Poco después, Yeltsin cedió el poder a otro hijo de la Guerra Fría, Vladímir Putin. Empeñado en devolver el orgullo a su pueblo, forjó una buena relación con el nuevo líder de EE UU, George W. Bush, pero la decisión estaba tomada.
En 2004 cuatro países de Europa Oriental (Bulgaria, Rumania, Eslovaquia y Eslovenia) y tres antiguas repúblicas soviéticas (Estonia, Letonia y Lituania) entraron en la OTAN. Y cuando las revoluciones populares auparon al poder a líderes democráticos prooccidentales en Georgia (2003) y Ucrania (2004), estos países también llamaron a las puertas de la Alianza.
El Kremlin recurrió a las armas para frenar la expansión. Después de haber concedido de manera soterrada la ciudadanía a la población de la región georgiana de Osetia del Sur, aprovechó la fatídica invasión georgiana para castigar a Tiflis y reconocer la independencia de osetas y abjasos (2008).
Con Ucrania pasó más de lo mismo. El castigo al acercamiento a la OTAN tomó la forma de anexión de Crimea (2014) --el contrato de arrendo de la base naval de Sebastopol expiraba en 2017-- y el apoyo a una sublevación armada en el Donbás.

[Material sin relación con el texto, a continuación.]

impl<B: Backend> BundleStore for Store<B> {
    fn apply_bundle(
        &self,
        wrapper: &BundleWrapper,
        callback: Option<&mut BundleCallback<'_>>,
        claim_chain: bool,
    ) -> Result<(BundleInfo, bool)> {
        let mut callback = callback;
        let info = wrapper.info().clone();
        let mut txn = self.backend.write_txn()?;
        let mut seen = self.seen_through.lock();
        let (missed, missed_through) = self.journaled_after(&txn, *seen)?;
        let receive_time = self.next_receive_time(&txn)?;
        let claim = claim_chain.then(|| claims::new_claim(info.chain(), receive_time));
        let accepted = apply::apply_bundle(
            &mut txn,
            wrapper,
            claim_chain,
            claim,
            self.config.apply_changes,
            receive_time,
        )?;
        let journaled = accepted && apply::retention_flag(&txn, RETAIN_BUNDLES)?;
        txn.commit()?;
        *seen = if journaled { receive_time } else { missed_through };
        drop(seen);
        if let Some(cb) = callback.as_deref_mut() {
            for other in &missed {
                cb(other);
            }
            if accepted {
                cb(wrapper);
            }
        }
        debug!(%info, accepted, "applied bundle");
        Ok((info, accepted))
    }

    fn get_bundles(
        &self,
        sink: &mut BundleSink<'_>,
        peer_has: Option<&HasMap>,
        limit_to: Option<&HasMap>,
    ) -> Result<()> {
        let bundles = {
            let txn = self.backend.read_txn()?;
            self.require_bundles(&txn)?;
            let mut bundles = Vec::new();
            txn.walk_prefix(Table::Bundles, &[], Direction::Forward, &mut |_, value| {
                let wrapper = BundleWrapper::new(value.to_vec())?;
                let info = wrapper.info();
                if peer_has.is_some_and(|has| has.has(info)) {
                    return Ok(ControlFlow::Continue(()));
                }
                if let Some(limit) = limit_to {
                    match limit.get(&info.chain()) {
                        Some(through) if info.timestamp <= through => {}
                        _ => return Ok(ControlFlow::Continue(())),
                    }
                }
                bundles.push(wrapper);
                Ok(ControlFlow::Continue(()))
            })?;
            bundles
        };
        for wrapper in &bundles {
            sink(wrapper)?;
        }
        Ok(())
    }

    fn get_one_bundle(
        &self,
        timestamp: MuTimestamp,
        medallion: Medallion,
    ) -> Result<Option<BundleWrapper>> {
        let txn = self.backend.read_txn()?;
        let Some((_, location)) = self.bundle_location(&txn, timestamp, medallion)? else {
            return Ok(None);
        };
        txn.get(Table::Bundles, &location)?
            .map(BundleWrapper::new)
            .transpose()
    }

    fn get_has_map(&self, limit_to: Option<&[Chain]>) -> Result<HasMap> {
        let txn = self.backend.read_txn()?;
        let mut has_map = HasMap::new();
        txn.walk_prefix(Table::Chains, &[], Direction::Forward, &mut |key, value| {
            if let Some(chains) = limit_to {
                if !chains.contains(&Chain::from_bytes(key)?) {
                    return Ok(ControlFlow::Continue(()));
                }
            }
            has_map.mark_as_having(&BundleInfo::from_bytes(value)?);
            Ok(ControlFlow::Continue(()))
        })?;
        Ok(has_map)
    }

    fn get_entry_by_key(
        &self,
        container: Muid,
        key: &EntryKey,
        as_of: MuTimestamp,
    ) -> Result<Option<FoundEntry>> {
        let txn = self.backend.read_txn()?;
        reads::entry_by_middle(&txn, container, &key.encode(), as_of)
    }

    fn get_keyed_entries(
        &self,
        container: Muid,
        behavior: Behavior,
        as_of: MuTimestamp,
    ) -> Result<Vec<FoundEntry>> {
        if !behavior.new_entries_replace() {
            return Err(Error::InvalidOperation(format!(
                "{behavior} containers aren't keyed"
            )));
        }
        let txn = self.backend.read_txn()?;
        reads::keyed_entries(&txn, container, as_of)
    }

    fn get_ordered_entries(
        &self,
        container: Muid,
        as_of: MuTimestamp,
        limit: Option<usize>,
        offset: usize,
        descending: bool,
    ) -> Result<Vec<PositionedEntry>> {
        let txn = self.backend.read_txn()?;
        reads::ordered_entries(&txn, container, as_of, limit, offset, descending)
    }

    fn get_positioned_entry(
        &self,
        entry: Muid,
        as_of: MuTimestamp,
    ) -> Result<Option<PositionedEntry>> {
        let txn = self.backend.read_txn()?;
        reads::positioned_entry(&txn, entry, as_of)
    }

    fn get_edge_entries(
        &self,
        as_of: MuTimestamp,
        edge_type: Option<Muid>,
        source: Option<Muid>,
        target: Option<Muid>,
    ) -> Result<Vec<FoundEntry>> {
        let txn = self.backend.read_txn()?;
        reads::edge_entries(&txn, as_of, edge_type, source, target)
    }

    fn get_reset_changes(
        &self,
        to_time: MuTimestamp,
        container: Option<Muid>,
        key: Option<&EntryKey>,
        recursive: bool,
    ) -> Result<Vec<ChangeBuilder>> {
        let txn = self.backend.read_txn()?;
        if !apply::retention_flag(&txn, RETAIN_ENTRIES)? {
            return Err(Error::RetentionConfig(
                "reset needs entry history".to_string(),
            ));
        }
        let mut resetter = Resetter::new(&txn, to_time, recursive);
        match (container, key) {
            (None, Some(_)) => {
                return Err(Error::InvalidOperation(
                    "a key can only be reset within a container".to_string(),
                ))
            }
            (None, None) => resetter.everything()?,
            (Some(container), Some(key)) => resetter.key(container, key)?,
            (Some(container), None) => resetter.container(container)?,
        }
        Ok(resetter.into_changes())
    }

    fn maybe_reuse_chain(
        &self,
        identity: &str,
        callback: Option<&mut BundleCallback<'_>>,
    ) -> Result<Option<BundleInfo>> {
        let mut callback = callback;
        let mut txn = self.backend.write_txn()?;
        let mut seen = self.seen_through.lock();
        let (missed, missed_through) = self.journaled_after(&txn, *seen)?;
        let reused = match claims::reusable_chain(&txn, identity)? {
            Some(chain) => {
                claims::record_claim(&mut txn, &claims::new_claim(chain, now_micros()))?;
                txn.get(Table::Chains, &chain.to_bytes())?
                    .map(|raw| BundleInfo::from_bytes(&raw))
                    .transpose()?
            }
            None => None,
        };
        txn.commit()?;
        *seen = missed_through;
        drop(seen);
        if let Some(cb) = callback.as_deref_mut() {
            for other in &missed {
                cb(other);
            }
        }
        if let Some(head) = &reused {
            info!(chain = %head.chain(), "reusing chain");
        }
        Ok(reused)
    }

    fn save_symmetric_key(&self, key: &[u8]) -> Result<u64> {
        if key.len() != crypto::SYMMETRIC_KEY_LEN {
            return Err(Error::CryptoError(format!(
                "symmetric keys must be {} bytes",
                crypto::SYMMETRIC_KEY_LEN
            )));
        }
        let key_id = crypto::key_id(key);
        let mut txn = self.backend.write_txn()?;
        txn.put(Table::SymmetricKeys, &encode_muts(apply::symmetric_key_row(key_id)?), key)?;
        txn.commit()?;
        Ok(key_id)
    }

    fn get_symmetric_key(&self, key_id: u64) -> Result<Option<Vec<u8>>> {
        let txn = self.backend.read_txn()?;
        txn.get(Table::SymmetricKeys, &encode_muts(apply::symmetric_key_row(key_id)?))
    }

    fn save_signing_key(&self, signing_key: &SigningKey) -> Result<()> {
        let mut txn = self.backend.write_txn()?;
        txn.put(
            Table::SigningKeys,
            signing_key.verifying_key().as_bytes(),
            &signing_key.to_bytes(),
        )?;
        txn.commit()
    }

    fn get_signing_key(&self, verify_key: &VerifyingKey) -> Result<Option<SigningKey>> {
        let txn = self.backend.read_txn()?;
        txn.get(Table::SigningKeys, verify_key.as_bytes())?
            .map(|raw| crypto::signing_key(&raw))
            .transpose()
    }

    fn get_verify_key(&self, chain: Chain) -> Result<Option<VerifyingKey>> {
        let txn = self.backend.read_txn()?;
        txn.get(Table::VerifyKeys, &chain.to_bytes())?
            .map(|raw| crypto::verifying_key(&raw))
            .transpose()
    }

    fn get_by_name(&self, name: &str, as_of: MuTimestamp) -> Result<Vec<FoundContainer>> {
        let txn = self.backend.read_txn()?;
        reads::by_name(&txn, name, as_of)
    }

    fn get_by_describing(
        &self,
        describing: Muid,
        as_of: MuTimestamp,
    ) -> Result<Vec<FoundEntry>> {
        let txn = self.backend.read_txn()?;
        reads::by_describing(&txn, describing, as_of)
    }

    fn get_by_pointee(&self, pointee: Muid, as_of: MuTimestamp) -> Result<Vec<Muid>> {
        let txn = self.backend.read_txn()?;
        reads::containers_pointing_to(&txn, pointee, as_of)
    }

    fn get_entry(&self, entry: Muid) -> Result<Option<EntryBuilder>> {
        let txn = self.backend.read_txn()?;
        reads::load_entry(&txn, &entry.to_bytes())
    }

    fn get_container(&self, container: Muid) -> Result<Option<ContainerBuilder>> {
        let txn = self.backend.read_txn()?;
        reads::container_definition(&txn, container)
    }

    fn list_containers(&self) -> Result<Vec<(Muid, ContainerBuilder)>> {
        let txn = self.backend.read_txn()?;
        let mut found = Vec::new();
        for (key, _) in txn.collect_prefix(Table::Containers, &[])? {
            let muid = Muid::from_bytes(&key)?;
            if let Some(definition) = reads::container_definition(&txn, muid)? {
                found.push((muid, definition));
            }
        }
        Ok(found)
    }

    fn get_identity(&self, chain: Chain) -> Result<Option<String>> {
        let txn = self.backend.read_txn()?;
        txn.get(Table::Identities, &chain.to_bytes())?
            .map(|raw| {
                String::from_utf8(raw).map_err(|e| Error::SerializationError(e.to_string()))
            })
            .transpose()
    }

    fn get_comment(
        &self,
        timestamp: MuTimestamp,
        medallion: Medallion,
    ) -> Result<Option<String>> {
        let txn = self.backend.read_txn()?;
        Ok(self
            .bundle_location(&txn, timestamp, medallion)?
            .map(|(info, _)| info.comment))
    }

    fn find_chain(&self, medallion: Medallion, timestamp: MuTimestamp) -> Result<Option<Chain>> {
        let txn = self.backend.read_txn()?;
        let prefix = encode_muts(medallion);
        let boundary = concat(&prefix, &encode_muts(timestamp.saturating_add(1)));
        match txn.last_with_prefix(Table::Identities, &prefix, Some(&boundary))? {
            Some((key, _)) => Ok(Some(Chain::from_bytes(&key)?)),
            None => Ok(None),
        }
    }

    fn get_last(&self, chain: Chain) -> Result<Option<BundleInfo>> {
        let txn = self.backend.read_txn()?;
        txn.get(Table::Chains, &chain.to_bytes())?
            .map(|raw| BundleInfo::from_bytes(&raw))
            .transpose()
    }

    fn get_claims(&self) -> Result<Vec<ClaimBuilder>> {
        let txn = self.backend.read_txn()?;
        claims::claims(&txn)
    }

    fn get_billionths(&self, accumulator: Muid, as_of: MuTimestamp) -> Result<i128> {
        let txn = self.backend.read_txn()?;
        if as_of != INT_INF && !apply::retention_flag(&txn, RETAIN_ENTRIES)? {
            return Err(Error::RetentionConfig(
                "past accumulator totals need entry history".to_string(),
            ));
        }
        reads::billionths(&txn, accumulator, as_of)
    }

    fn get_some_infos(&self, last_index: i64) -> Result<Vec<BundleInfo>> {
        let txn = self.backend.read_txn()?;
        let (wanted, direction) = if last_index >= 0 {
            (last_index.saturating_add(1), Direction::Forward)
        } else {
            (last_index.saturating_neg(), Direction::Reverse)
        };
        let mut found = Vec::new();
        txn.walk_prefix(Table::BundleInfos, &[], direction, &mut |key, _| {
            found.push(BundleInfo::from_bytes(key)?);
            Ok(if found.len() as i64 >= wanted {
                ControlFlow::Break(())
            } else {
                ControlFlow::Continue(())
            })
        })?;
        Ok(found)
    }

    fn get_bundle_info(&self, index: i64) -> Result<Option<BundleInfo>> {
        let wanted = if index >= 0 {
            index.saturating_add(1)
        } else {
            index.saturating_neg()
        };
        let mut infos = self.get_some_infos(index)?;
        if infos.len() as i64 == wanted {
            Ok(infos.pop())
        } else {
            Ok(None)
        }
    }

    fn drop_history(&self, as_of: Option<MuTimestamp>) -> Result<usize> {
        let mut txn = self.backend.write_txn()?;
        let dropped = apply::drop_history(&mut txn, as_of.unwrap_or(INT_INF))?;
        txn.commit()?;
        debug!(dropped, "dropped history");
        Ok(dropped)
    }

    fn start_history(&self) -> Result<()> {
        let mut txn = self.backend.write_txn()?;
        apply::set_retention_flag(&mut txn, RETAIN_ENTRIES, true)?;
        txn.commit()
    }

    fn stop_history(&self) -> Result<()> {
        let mut txn = self.backend.write_txn()?;
        apply::set_retention_flag(&mut txn, RETAIN_ENTRIES, false)?;
        let dropped = apply::drop_history(&mut txn, INT_INF)?;
        txn.commit()?;
        debug!(dropped, "stopped keeping history");
        Ok(())
    }

    fn read_through_outbox(&self) -> Result<Vec<BundleWrapper>> {
        let txn = self.backend.read_txn()?;
        let mut found = Vec::new();
        txn.walk_prefix(Table::Outbox, &[], Direction::Forward, &mut |_, value| {
            found.push(BundleWrapper::new(value.to_vec())?);
            Ok(ControlFlow::Continue(()))
        })?;
        Ok(found)
    }

    fn remove_from_outbox(&self, infos: &[BundleInfo]) -> Result<()> {
        let mut txn = self.backend.write_txn()?;
        for info in infos {
            if !txn.delete(Table::Outbox, &apply::info_header(info))? {
                warn!(%info, "acknowledged bundle not in outbox");
            }
        }
        txn.commit()
    }

    fn refresh(&self, callback: Option<&mut BundleCallback<'_>>) -> Result<usize> {
        let missed = {
            let txn = self.backend.read_txn()?;
            let mut seen = self.seen_through.lock();
            let (missed, through) = self.journaled_after(&txn, *seen)?;
            *seen = through;
            missed
        };
        if let Some(cb) = callback {
            for wrapper in &missed {
                cb(wrapper);
            }
        }
        Ok(missed.len())
    }

    fn get_retentions(&self) -> Result<Retentions> {
        let txn = self.backend.read_txn()?;
        Ok(Retentions {
            bundles: apply::retention_flag(&txn, RETAIN_BUNDLES)?,
            entries: apply::retention_flag(&txn, RETAIN_ENTRIES)?,
        })
    }

    fn kind(&self) -> &'static str {
        self.backend.kind()
    }
}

Por si había alguna duda, no fue la OTAN sino la alianza militar postsoviética la que acudió en ayuda de Kazajistán cuando los disturbios violentos amenazaron en enero la estabilidad de la mayor república centroasiática.
Rusia y la OTAN volvían a ser adversarios potenciales. Se vio en Siria, después en Bielorrusia y ahora en Ucrania. Con las tropas aliadas a sus puertas, el Kremlin vuelve a exigir garantías de seguridad.
Terminada la Guerra Fría, Putin necesita unas nuevas reglas de juego talladas en piedra. La seguridad de Eurasia está en juego.